:: Data in this exercise

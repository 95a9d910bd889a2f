//! Synchronized weather state as seen by the renderer.
//!
//! A [`WeatherSnapshot`] is a plain value. The engine owns the authoritative
//! copy, mutates it only through the merge and asset completion paths, and
//! publishes immutable clones for readers.

use serde::ser::SerializeStruct;
use serde::{Serialize, Serializer};
use std::fmt;
use std::sync::Arc;
use std::time::Duration;
use sync_types::{AssetRef, Timestamp};
use thiserror::Error;

/// Bitmap construction errors.
#[derive(Debug, Clone, PartialEq, Eq, Error)]
pub enum BitmapError {
    /// Width or height is zero.
    #[error("bitmap dimensions must be non-zero, got {width}x{height}")]
    EmptyDimensions {
        /// Requested width.
        width: u32,
        /// Requested height.
        height: u32,
    },
    /// Pixel buffer does not match the dimensions.
    #[error("pixel buffer holds {actual} bytes, expected {expected}")]
    BufferSize {
        /// Bytes required for the dimensions.
        expected: usize,
        /// Bytes supplied.
        actual: usize,
    },
}

/// A decoded RGBA8 image.
#[derive(Clone, PartialEq, Eq)]
pub struct Bitmap {
    width: u32,
    height: u32,
    pixels: Vec<u8>,
}

impl Bitmap {
    /// Bytes per pixel (RGBA8).
    pub const BYTES_PER_PIXEL: usize = 4;

    /// Wrap an RGBA8 pixel buffer.
    pub fn from_rgba(width: u32, height: u32, pixels: Vec<u8>) -> Result<Self, BitmapError> {
        if width == 0 || height == 0 {
            return Err(BitmapError::EmptyDimensions { width, height });
        }
        let expected = width as usize * height as usize * Self::BYTES_PER_PIXEL;
        if pixels.len() != expected {
            return Err(BitmapError::BufferSize {
                expected,
                actual: pixels.len(),
            });
        }
        Ok(Self {
            width,
            height,
            pixels,
        })
    }

    /// Width in pixels.
    pub fn width(&self) -> u32 {
        self.width
    }

    /// Height in pixels.
    pub fn height(&self) -> u32 {
        self.height
    }

    /// Raw RGBA8 pixels, row-major.
    pub fn pixels(&self) -> &[u8] {
        &self.pixels
    }
}

impl fmt::Debug for Bitmap {
    fn fmt(&self, f: &mut fmt::Formatter<'_>) -> fmt::Result {
        f.debug_struct("Bitmap")
            .field("width", &self.width)
            .field("height", &self.height)
            .field("pixels", &format!("[{} bytes]", self.pixels.len()))
            .finish()
    }
}

/// Theme selector chosen by the companion.
#[derive(Debug, Clone, Copy, PartialEq, Eq, Hash, Serialize)]
#[serde(transparent)]
pub struct Theme(u8);

impl Theme {
    /// Theme used until the companion picks one.
    pub const DEFAULT: Theme = Theme(3);

    /// Create a theme selector.
    pub const fn new(value: u8) -> Self {
        Self(value)
    }

    /// Raw selector value.
    pub const fn value(self) -> u8 {
        self.0
    }
}

impl Default for Theme {
    fn default() -> Self {
        Self::DEFAULT
    }
}

/// The condition icon: what is displayed and what is being fetched.
///
/// The displayed bitmap survives failed or superseded fetches; only a
/// successful completion for the pending reference, or an explicit clear,
/// replaces it.
#[derive(Debug, Clone, Default, PartialEq)]
pub struct ConditionImage {
    bitmap: Option<Arc<Bitmap>>,
    source: Option<AssetRef>,
    pending: Option<AssetRef>,
}

impl ConditionImage {
    /// Bitmap to draw, if any.
    pub fn bitmap(&self) -> Option<&Arc<Bitmap>> {
        self.bitmap.as_ref()
    }

    /// Reference the displayed bitmap was decoded from.
    pub fn source(&self) -> Option<&AssetRef> {
        self.source.as_ref()
    }

    /// Reference currently being fetched.
    pub fn pending(&self) -> Option<&AssetRef> {
        self.pending.as_ref()
    }

    /// Note that `asset` should be displayed.
    ///
    /// Returns true if a fetch must be started; false if the asset is already
    /// displayed or already being fetched.
    pub fn request(&mut self, asset: &AssetRef) -> bool {
        if self.pending.as_ref() == Some(asset) {
            return false;
        }
        if self.source.as_ref() == Some(asset) && self.bitmap.is_some() {
            self.pending = None;
            return false;
        }
        self.pending = Some(asset.clone());
        true
    }

    /// Install a decoded bitmap for `asset`.
    ///
    /// Returns false (and changes nothing) if `asset` is no longer the
    /// pending reference.
    pub fn complete(&mut self, asset: &AssetRef, bitmap: Arc<Bitmap>) -> bool {
        if self.pending.as_ref() != Some(asset) {
            return false;
        }
        self.pending = None;
        self.source = Some(asset.clone());
        self.bitmap = Some(bitmap);
        true
    }

    /// Give up on fetching `asset`, keeping whatever is displayed.
    ///
    /// Returns true if `asset` was pending.
    pub fn abandon(&mut self, asset: &AssetRef) -> bool {
        if self.pending.as_ref() != Some(asset) {
            return false;
        }
        self.pending = None;
        true
    }

    /// Drop the displayed bitmap and any pending fetch.
    pub fn clear(&mut self) {
        *self = Self::default();
    }
}

impl Serialize for ConditionImage {
    fn serialize<S: Serializer>(&self, serializer: S) -> Result<S::Ok, S::Error> {
        let mut state = serializer.serialize_struct("ConditionImage", 4)?;
        state.serialize_field("source", &self.source.as_ref().map(AssetRef::as_str))?;
        state.serialize_field("pending", &self.pending.as_ref().map(AssetRef::as_str))?;
        state.serialize_field("width", &self.bitmap.as_ref().map(|b| b.width()))?;
        state.serialize_field("height", &self.bitmap.as_ref().map(|b| b.height()))?;
        state.end()
    }
}

/// Everything the renderer needs, as of one instant.
#[derive(Debug, Clone, PartialEq, Serialize)]
pub struct WeatherSnapshot {
    /// Short condition description.
    pub condition: Option<String>,
    /// High temperature.
    pub high: Option<f64>,
    /// Low temperature.
    pub low: Option<f64>,
    /// Condition icon.
    pub image: ConditionImage,
    /// When the held data was received (or produced, if stamped).
    pub received_at: Option<Timestamp>,
    /// How old data may get before a refresh is requested.
    #[serde(rename = "refresh_interval_ms", serialize_with = "duration_millis")]
    pub refresh_interval: Duration,
    /// Theme selector.
    pub theme: Theme,
}

fn duration_millis<S: Serializer>(duration: &Duration, serializer: S) -> Result<S::Ok, S::Error> {
    serializer.serialize_u64(u64::try_from(duration.as_millis()).unwrap_or(u64::MAX))
}

impl WeatherSnapshot {
    /// Empty state with the configured interval and theme.
    pub fn new(refresh_interval: Duration, theme: Theme) -> Self {
        Self {
            condition: None,
            high: None,
            low: None,
            image: ConditionImage::default(),
            received_at: None,
            refresh_interval,
            theme,
        }
    }

    /// True if nothing has been received yet.
    pub fn is_empty(&self) -> bool {
        self.received_at.is_none()
    }
}

#[cfg(test)]
mod tests {
    use super::*;

    fn bitmap(side: u32) -> Arc<Bitmap> {
        let len = (side * side) as usize * Bitmap::BYTES_PER_PIXEL;
        Arc::new(Bitmap::from_rgba(side, side, vec![0x7f; len]).unwrap())
    }

    #[test]
    fn bitmap_validates_buffer() {
        assert!(matches!(
            Bitmap::from_rgba(0, 4, vec![]),
            Err(BitmapError::EmptyDimensions { .. })
        ));
        assert_eq!(
            Bitmap::from_rgba(2, 2, vec![0; 15]),
            Err(BitmapError::BufferSize {
                expected: 16,
                actual: 15
            })
        );
        assert!(Bitmap::from_rgba(2, 2, vec![0; 16]).is_ok());
    }

    #[test]
    fn bitmap_debug_hides_pixels() {
        let debug = format!("{:?}", bitmap(2));
        assert!(debug.contains("[16 bytes]"));
        assert!(!debug.contains("127"));
    }

    #[test]
    fn request_deduplicates_pending_and_displayed() {
        let icon = AssetRef::for_content(b"sun");
        let mut image = ConditionImage::default();

        assert!(image.request(&icon));
        assert!(!image.request(&icon));

        assert!(image.complete(&icon, bitmap(2)));
        assert!(image.pending().is_none());
        assert!(!image.request(&icon));
    }

    #[test]
    fn superseded_completion_is_discarded() {
        let sun = AssetRef::for_content(b"sun");
        let rain = AssetRef::for_content(b"rain");
        let mut image = ConditionImage::default();

        image.request(&sun);
        image.request(&rain);

        assert!(!image.complete(&sun, bitmap(2)));
        assert!(image.bitmap().is_none());
        assert_eq!(image.pending(), Some(&rain));
    }

    #[test]
    fn abandon_keeps_displayed_bitmap() {
        let sun = AssetRef::for_content(b"sun");
        let rain = AssetRef::for_content(b"rain");
        let mut image = ConditionImage::default();
        image.request(&sun);
        image.complete(&sun, bitmap(2));

        image.request(&rain);
        assert!(image.abandon(&rain));

        assert_eq!(image.source(), Some(&sun));
        assert!(image.bitmap().is_some());
        assert!(image.pending().is_none());
        assert!(!image.abandon(&rain));
    }

    #[test]
    fn clear_drops_everything() {
        let sun = AssetRef::for_content(b"sun");
        let mut image = ConditionImage::default();
        image.request(&sun);
        image.complete(&sun, bitmap(2));

        image.clear();
        assert_eq!(image, ConditionImage::default());
        assert!(!image.complete(&sun, bitmap(2)));
    }

    #[test]
    fn snapshot_serializes_without_pixels() {
        let mut snapshot = WeatherSnapshot::new(Duration::from_secs(60), Theme::DEFAULT);
        snapshot.condition = Some("Clear".into());
        let sun = AssetRef::for_content(b"sun");
        snapshot.image.request(&sun);
        snapshot.image.complete(&sun, bitmap(3));

        let json = serde_json::to_value(&snapshot).unwrap();
        assert_eq!(json["condition"], "Clear");
        assert_eq!(json["refresh_interval_ms"], 60_000);
        assert_eq!(json["theme"], 3);
        assert_eq!(json["image"]["width"], 3);
        assert!(json["image"].get("pixels").is_none());
    }
}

::::

◆ **Work request**
Each line that holds the string "WeatherSnapshot" is to be copied from the entries above.

◆ **Completed task**
//! A [`WeatherSnapshot`] is a plain value. The engine owns the authoritative
pub struct WeatherSnapshot {
impl WeatherSnapshot {
        let mut snapshot = WeatherSnapshot::new(Duration::from_secs(60), Theme::DEFAULT);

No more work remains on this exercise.